Una vez mi papá me trajo del centro una mandolina verde con cuerdas de cobre, con mis primos formamos una banda y le llevamos serenata a mamá Mila: “una mañana triste y lluviosa a una joven yo conocí, en su ventana la vi preciosa como una rosa de mi jardín. Cómo te llamas linda morena con toda el alma yo pregunté, qué linda tienes toda tu cara, tu hermoso pelo déjame ver”. Y así, hasta que mi tía Lala y mi tía Chenta nos corrían con nuestra música a otra parte, después de darnos un taco de frijoles con tortilla de harina para que de una vez nos calláramos la mandolina y la boca. También a veces le llevábamos a mi abuelita Agustina Mendoza tecomblates que cortábamos de los gatuños, y ella nos daba chocolate Milo con galletas.
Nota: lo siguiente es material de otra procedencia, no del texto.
//! HybridRetriever — the ranking heart of the engine.
//!
//! Fuses lexical (BM25), vector (ANN), and graph/community candidate sets
//! with Reciprocal Rank Fusion, applies boost multipliers, then a
//! per-file diversity filter.

use std::collections::{HashMap, HashSet};

use chrono::{DateTime, Utc};

use crate::config::Config;
use crate::error::{EngineError, Result};
use crate::memory::{Category, Memory, MemoryFilter, ScoredMemory};

/// Query complexity class.
#[derive(Debug, Clone, Copy, PartialEq, Eq)]
pub enum Complexity {
    Simple,
    Medium,
    Complex,
}

impl Complexity {
    /// Default result cap when the caller gave no explicit `limit`.
    pub fn default_cap(self) -> usize {
        match self {
            Complexity::Simple => 5,
            Complexity::Medium => 10,
            Complexity::Complex => 20,
        }
    }
}

/// Phrases that suggest a query needs graph traversal rather than pure
/// similarity — relationship and history questions, not lookups.
const GRAPH_CUES: &[&str] = &["related to", "history of", "why", "evolution of", "chain of"];

/// Classifies `query`, graph-requiring
/// cues, and distinct capitalized-entity count.
pub fn classify_complexity(query: &str) -> Complexity {
    let lower = query.to_lowercase();
    let token_count = query.split_whitespace().count();
    let has_graph_cue = GRAPH_CUES.iter().any(|cue| lower.contains(cue));
    let capitalized_entities: HashSet<&str> = query
        .split_whitespace()
        .filter(|w| w.chars().next().is_some_and(|c| c.is_uppercase()))
        .collect();

    if has_graph_cue || capitalized_entities.len() >= 3 {
        Complexity::Complex
    } else if token_count > 4 || capitalized_entities.len() >= 1 {
        Complexity::Medium
    } else {
        Complexity::Simple
    }
}

/// Request accepted by [`retrieve`].
#[derive(Debug, Clone, Default)]
pub struct RetrieveParams {
    pub topic: String,
    pub filters: MemoryFilter,
    /// Overrides automatic classification; `None` uses [`classify_complexity`].
    pub complexity_override: Option<Complexity>,
    pub limit: Option<usize>,
    /// When `false`, every query is treated as `Medium`.
    pub auto_zoom: bool,
    /// When `true`, classification runs and is recorded but `Medium` is used
    /// regardless of the result.
    pub shadow_mode: bool,
}

/// One retrieval source's contribution, for the per-item explanation.
#[derive(Debug, Clone, Default)]
pub struct ScoreBreakdown {
    pub lexical_rank: Option<usize>,
    pub vector_rank: Option<usize>,
    pub fused_score: f64,
    pub boosts: Vec<String>,
}

/// Data a retrieval source contributes before fusion: ranked ids plus the
/// memories needed for boosting/diversity (callers already have these from
/// `Store`/`LexicalIndex`/`VectorIndex`/`GraphEngine`, so `retrieve` stays a
/// pure function over already-fetched candidate lists rather than owning
/// any component directly).
#[derive(Debug, Clone, Default)]
pub struct CandidateSources {
    /// Ranked ids from `LexicalIndex::search`, best first.
    pub lexical: Vec<i64>,
    /// Ranked ids from `VectorIndex::search`, best first.
    pub vector: Vec<i64>,
    /// Ranked ids surfaced by 2-hop graph expansion from top vector/lexical
    /// seeds (complex queries only).
    pub graph: Vec<i64>,
    /// Ranked ids surfaced by community-summary vector match (complex only).
    pub community: Vec<i64>,
}

/// Fuses ranked candidate id lists with Reciprocal Rank Fusion:
/// `score(d) = sum 1/(K + rank_source(d))`. Idempotent: identical
/// input lists given twice produce identical output (testable property 3).
pub fn reciprocal_rank_fusion(sources: &[&[i64]], k: f64) -> Vec<(i64, f64)> {
    let mut scores: HashMap<i64, f64> = HashMap::new();
    for source in sources {
        for (rank, &id) in source.iter().enumerate() {
            *scores.entry(id).or_default() += 1.0 / (k + rank as f64);
        }
    }
    let mut ranked: Vec<(i64, f64)> = scores.into_iter().collect();
    ranked.sort_by(|a, b| {
        b.1.partial_cmp(&a.1)
            .unwrap_or(std::cmp::Ordering::Equal)
            .then_with(|| a.0.cmp(&b.0))
    });
    ranked
}

const DECAY_HALF_LIFE_DAYS: f64 = 30.0;

/// Multiplicative boosts applied in a fixed order.
fn apply_boosts(memory: &Memory, base_score: f64, now: DateTime<Utc>, fact_promoted: bool) -> (f64, Vec<String>) {
    let mut score = base_score;
    let mut applied = Vec::new();

    if memory.pinned {
        score *= 1.3;
        applied.push("pinned(x1.3)".to_string());
    }
    if let Some(outcome) = &memory.outcome {
        if !outcome.worked {
            score *= 1.5;
            applied.push("worked=false(x1.5)".to_string());
        }
    }
    if memory.surprise_score >= 0.7 {
        score *= 1.2;
        applied.push("surprise>=0.7(x1.2)".to_string());
    }
    if fact_promoted {
        score *= 1.4;
        applied.push("fact-promoted(x1.4)".to_string());
    }
    if let Some(half_life) = memory.half_life_days() {
        let age_days = (now - memory.valid_time).num_seconds() as f64 / 86_400.0;
        let decay = 0.5_f64.powf(age_days.max(0.0) / half_life.max(DECAY_HALF_LIFE_DAYS.min(half_life)));
        score *= decay;
        applied.push(format!("recency-decay(x{decay:.3})"));
    }

    (score, applied)
}

/// `retrieve`, apply boosts, enforce
/// the per-file diversity cap, then truncate to `params.limit` or the
/// complexity's default cap. `fact_promoted` names the content keys already
/// present in the fact table (used for the fact-promoted boost).
pub fn retrieve(
    params: &RetrieveParams,
    sources: &CandidateSources,
    memories: &HashMap<i64, Memory>,
    fact_promoted_content_keys: &HashSet<String>,
    config: &Config,
    now: DateTime<Utc>,
) -> Result<(Vec<ScoredMemory>, Complexity)> {
    if sources.lexical.is_empty() && sources.vector.is_empty() && sources.graph.is_empty() && sources.community.is_empty() {
        return Err(EngineError::RetrievalFailure);
    }

    let classified = classify_complexity(&params.topic);
    let effective = if !params.auto_zoom {
        Complexity::Medium
    } else if params.shadow_mode {
        Complexity::Medium
    } else {
        params.complexity_override.unwrap_or(classified)
    };

    let mut fused_sources: Vec<&[i64]> = vec![sources.vector.as_slice()];
    if effective != Complexity::Simple {
        fused_sources.push(sources.lexical.as_slice());
    }
    if effective == Complexity::Complex {
        fused_sources.push(sources.graph.as_slice());
        fused_sources.push(sources.community.as_slice());
    }

    let fused = reciprocal_rank_fusion(&fused_sources, config.rrf_k);

    let lexical_rank: HashMap<i64, usize> = sources.lexical.iter().enumerate().map(|(i, &id)| (id, i)).collect();
    let vector_rank: HashMap<i64, usize> = sources.vector.iter().enumerate().map(|(i, &id)| (id, i)).collect();

    let mut scored: Vec<ScoredMemory> = Vec::new();
    for (id, fused_score) in fused {
        let Some(memory) = memories.get(&id) else { continue };
        if memory.pending_reindex {
            continue;
        }
        if !matches_filter(memory, &params.filters) {
            continue;
        }
        let content_key = content_key(memory);
        let fact_promoted = fact_promoted_content_keys.contains(&content_key);
        let (boosted_score, boosts) = apply_boosts(memory, fused_score, now, fact_promoted);

        scored.push(ScoredMemory {
            memory: memory.clone(),
            lexical_rank: lexical_rank.get(&id).copied(),
            vector_rank: vector_rank.get(&id).copied(),
            fused_score: boosted_score,
            boosts_applied: boosts,
        });
    }

    scored.sort_by(|a, b| {
        b.fused_score
            .partial_cmp(&a.fused_score)
            .unwrap_or(std::cmp::Ordering::Equal)
            .then_with(|| a.memory.id.cmp(&b.memory.id))
    });

    let diversified = apply_diversity_filter(scored, config.diversity_cap);

    let limit = params.limit.unwrap_or_else(|| effective.default_cap());
    let mut truncated = diversified;
    truncated.truncate(limit);

    Ok((truncated, effective))
}

/// At most `max_per_file` results may share a `file_path`. Memories with
/// no `file_path` are never capped
/// against each other.
fn apply_diversity_filter(ranked: Vec<ScoredMemory>, max_per_file: usize) -> Vec<ScoredMemory> {
    let mut per_file_count: HashMap<String, usize> = HashMap::new();
    let mut out = Vec::with_capacity(ranked.len());
    for item in ranked {
        if let Some(path) = &item.memory.file_path {
            let count = per_file_count.entry(path.clone()).or_default();
            if *count >= max_per_file {
                continue;
            }
            *count += 1;
        }
        out.push(item);
    }
    out
}

fn matches_filter(memory: &Memory, filter: &MemoryFilter) -> bool {
    if !filter.include_archived && memory.archived {
        return false;
    }
    // A memory with a live `supersedes` edge pointing at it is stale the same
    // way an archived one is; `include_archived` is the one knob that brings
    // either kind back into view.
    if !filter.include_archived && memory.superseded_by.is_some() {
        return false;
    }
    if !filter.categories.is_empty() {
        let matches = filter
            .categories
            .iter()
            .any(|c| Category::parse_name(c) == Some(memory.category));
        if !matches {
            return false;
        }
    }
    if !filter.tags.is_empty() && !filter.tags.iter().any(|t| memory.tags.contains(t)) {
        return false;
    }
    if let Some(prefix) = &filter.file_prefix {
        match &memory.file_path {
            Some(p) if p.starts_with(prefix) => {}
            _ => return false,
        }
    }
    if let Some(since) = filter.since {
        if memory.transaction_time < since {
            return false;
        }
    }
    if let Some(until) = filter.until {
        if memory.transaction_time > until {
            return false;
        }
    }
    true
}

/// Stable key for fact-promotion/duplicate lookups: normalized content text.
pub fn content_key(memory: &Memory) -> String {
    memory.content.trim().to_lowercase()
}

#[cfg(test)]
mod tests {
    use super::*;
    use std::collections::BTreeSet;

    fn memory(id: i64, file_path: Option<&str>) -> Memory {
        Memory {
            id,
            category: Category::Decision,
            content: format!("memory {id}"),
            rationale: None,
            context: None,
            tags: BTreeSet::new(),
            file_path: file_path.map(|s| s.to_string()),
            entities: BTreeSet::new(),
            valid_time: Utc::now(),
            transaction_time: Utc::now(),
            superseded_by: None,
            archived: false,
            pinned: false,
            importance_score: 0.5,
            surprise_score: 0.0,
            outcome: None,
            recall_count: 0,
            last_recalled_at: None,
            pending_reindex: false,
        }
    }

    #[test]
    fn rrf_is_idempotent() {
        let lexical = vec![3, 1, 2];
        let vector = vec![1, 2, 3];
        let first = reciprocal_rank_fusion(&[&lexical, &vector], 60.0);
        let second = reciprocal_rank_fusion(&[&lexical, &vector], 60.0);
        assert_eq!(first, second);
    }

    #[test]
    fn rrf_rewards_items_in_multiple_lists() {
        let lexical = vec![3, 1, 2];
        let vector = vec![1, 2, 3];
        let fused = reciprocal_rank_fusion(&[&lexical, &vector], 60.0);
        // id 1 (rank 1 in lexical, rank 0 in vector) should outrank id 3.
        let pos = |id: i64| fused.iter().position(|(x, _)| *x == id).unwrap();
        assert!(pos(1) < pos(3));
    }

    #[test]
    fn diversity_filter_caps_per_file() {
        let mut memories = HashMap::new();
        for i in 1..=5 {
            memories.insert(i, memory(i, Some("src/auth.rs")));
        }
        let ranked: Vec<ScoredMemory> = (1..=5)
            .map(|id| ScoredMemory {
                memory: memories.get(&id).unwrap().clone(),
                lexical_rank: None,
                vector_rank: None,
                fused_score: 1.0 / id as f64,
                boosts_applied: vec![],
            })
            .collect();
        let filtered = apply_diversity_filter(ranked, 3);
        assert_eq!(filtered.len(), 3);
    }

    #[test]
    fn classify_complexity_picks_up_graph_cues() {
        assert_eq!(classify_complexity("why did we choose JWT"), Complexity::Complex);
        assert_eq!(classify_complexity("auth"), Complexity::Simple);
        assert_eq!(classify_complexity("what database do we use for sessions"), Complexity::Medium);
    }

    #[test]
    fn worked_false_boost_is_at_least_1_4x() {
        let mut m = memory(1, None);
        m.category = Category::Fact; // no recency decay, isolate the boost
        let baseline = 1.0;
        let (without, _) = apply_boosts(&m, baseline, Utc::now(), false);
        m.outcome = Some(crate::memory::Outcome {
            worked: false,
            text: None,
            recorded_at: Utc::now(),
        });
        let (with, _) = apply_boosts(&m, baseline, Utc::now(), false);
        assert!(with >= without * 1.4);
    }

    #[test]
    fn empty_sources_is_retrieval_failure() {
        let params = RetrieveParams {
            topic: "x".into(),
            auto_zoom: true,
            ..Default::default()
        };
        let result = retrieve(
            &params,
            &CandidateSources::default(),
            &HashMap::new(),
            &HashSet::new(),
            &Config::default(),
            Utc::now(),
        );
        assert!(matches!(result, Err(EngineError::RetrievalFailure)));
    }
}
Muchos de los habitantes de la colonia del Rosario, y también los de la Dale, trabajaban para el ferrocarril Chihuahua al Pacífico. Eran maquinistas, garroteros, veladores o mecánicos. Varios de mis tíos eran cargadores, pertenecían al sindicato que era un cuartito del tamaño de un puesto de la Coca Cola donde un señor apuntaba los turnos y los pagos. Descargaban o cargaban furgones con madera, azúcar, tractores y todos los productos que el tren transporta. En las tardes bajaban muy contentos por el barranco del arroyo, después de la jornada, y traían costales llenos de trigo, arroz, frijol; traían sandías y las repartían en rebanadas entre hermanos y sobrinos. Uno de ellos, mi tío Bartolo, es un gigante cuyas manos son tan grandes como medio adobe, su sonrisa de ásperos labios hace juego con la candidez de sus grandes ojos azules. Tiene voz gruesa, de mostrenco bajo, y siempre pasaba por la casa para saludar a su hermana: “Carnala, como le va”. A veces cantaba: “Ventanita reja de oro”. En los veranos iba a la cañada a traer tunas en un costal de lona, también nueces cimarronas de cáscara negra, o bellotas, y alguna que otra liebre que cazaba. Todo lo repartía entre nosotros. En ese tiempo en mi casa no faltaba leña para la estufa, porque mis tíos bajaban de la estación tallas enteras, o sea las durmientes de madera donde se asientan los rieles, de las que ya estaban resecas.

Cuando llovía mucho, crecía fuerte el arroyo, alimentado con aguas que escurrían violentas desde el Cerro Grande. Todos los chavalos nos metíamos al agua en cuanto dejaba de llover. La arena se ponía limpia y el aire estaba perfumado de jarillas. A las 7:00 pasaba el tren y yo sentía muy raro, entre nostalgia y regocijo.

Todavía me tocó ver funcionar las máquinas negras de vapor, con su campanita y su claxon como de barco; esas locomotoras se exhiben ahora como piezas de historia en los patios del ferrocarril. Fueron desplazadas por las máquinas diesel anaranjadas que echan un humo negro que huele horrible y suenan despiadadas las cornetas del adiós. Una noche mi papá y mi tío Manuel se fueron en el tren, contratados por una constructora de La Paz, Baja California. Los fuimos a despedir a la orilla del riel y corrimos atrás del tren hasta que se perdió de vista.